* [What the exercise asks]: Check each line of the entries below for the string "true"; copy every line where it appears.
Task material section start
//! Cart routes. Every mutation is one atomic statement in the repository;
//! there is no read-modify-write anywhere on this path.

use axum::extract::State;
use axum::routing::{get, post};
use axum::{Json, Router};
use rust_decimal::Decimal;
use serde::Deserialize;
use serde_json::{Value, json};

use bindery_core::{BookId, Price};

use crate::db::{BookRepository, CartRepository};
use crate::error::AppError;
use crate::middleware::CurrentUser;
use crate::models::CartItem;
use crate::state::AppState;

pub fn router() -> Router<AppState> {
    Router::new()
        .route("/", get(list))
        .route("/add", post(add))
        .route("/remove", post(remove))
        .route("/clear", post(clear))
}

#[derive(Debug, Deserialize)]
struct CartItemRequest {
    book_id: BookId,
}

/// Sum of price times quantity across the cart.
pub(crate) fn cart_total(items: &[CartItem]) -> Price {
    let total: Decimal = items
        .iter()
        .map(|item| item.price.amount() * Decimal::from(item.quantity))
        .sum();
    Price::new(total)
}

async fn list(
    State(state): State<AppState>,
    current: CurrentUser,
) -> Result<Json<Value>, AppError> {
    let items = CartRepository::new(state.pool()).list(current.id()).await?;
    let total = cart_total(&items);
    Ok(Json(json!({
        "success": true,
        "message": "Cart",
        "items": items,
        "total": total,
    })))
}

async fn add(
    State(state): State<AppState>,
    current: CurrentUser,
    Json(request): Json<CartItemRequest>,
) -> Result<Json<Value>, AppError> {
    let book = BookRepository::new(state.pool())
        .get(request.book_id)
        .await?
        .ok_or_else(|| AppError::NotFound("Book not found".to_owned()))?;

    let inserted = CartRepository::new(state.pool())
        .add(current.id(), &book)
        .await?;
    let message = if inserted {
        "Book added to cart"
    } else {
        "Book already in cart"
    };
    Ok(Json(json!({ "success": true, "message": message })))
}

async fn remove(
    State(state): State<AppState>,
    current: CurrentUser,
    Json(request): Json<CartItemRequest>,
) -> Result<Json<Value>, AppError> {
    CartRepository::new(state.pool())
        .remove(current.id(), request.book_id)
        .await?;
    Ok(Json(json!({ "success": true, "message": "Book removed from cart" })))
}

async fn clear(
    State(state): State<AppState>,
    current: CurrentUser,
) -> Result<Json<Value>, AppError> {
    let removed = CartRepository::new(state.pool()).clear(current.id()).await?;
    Ok(Json(json!({
        "success": true,
        "message": "Cart cleared",
        "removed": removed,
    })))
}

#[cfg(test)]
#[allow(clippy::unwrap_used)]
mod tests {
    use chrono::Utc;

    use bindery_core::UserId;

    use super::*;

    fn item(cents: i64, quantity: i32) -> CartItem {
        CartItem {
            user_id: UserId::new(1),
            book_id: BookId::new(1),
            title: "T".to_owned(),
            author: "A".to_owned(),
            cover_url: None,
            price: Price::from_cents(cents),
            quantity,
            added_at: Utc::now(),
        }
    }

    #[test]
    fn total_sums_price_times_quantity() {
        let total = cart_total(&[item(1999, 1), item(500, 3)]);
        assert_eq!(total.as_cents(), Some(3499));
    }

    #[test]
    fn empty_cart_totals_zero() {
        assert_eq!(cart_total(&[]).as_cents(), Some(0));
    }
}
Task material section end
* [The completed task]:
        "success": true,
    Ok(Json(json!({ "success": true, "message": message })))
    Ok(Json(json!({ "success": true, "message": "Book removed from cart" })))
        "success": true,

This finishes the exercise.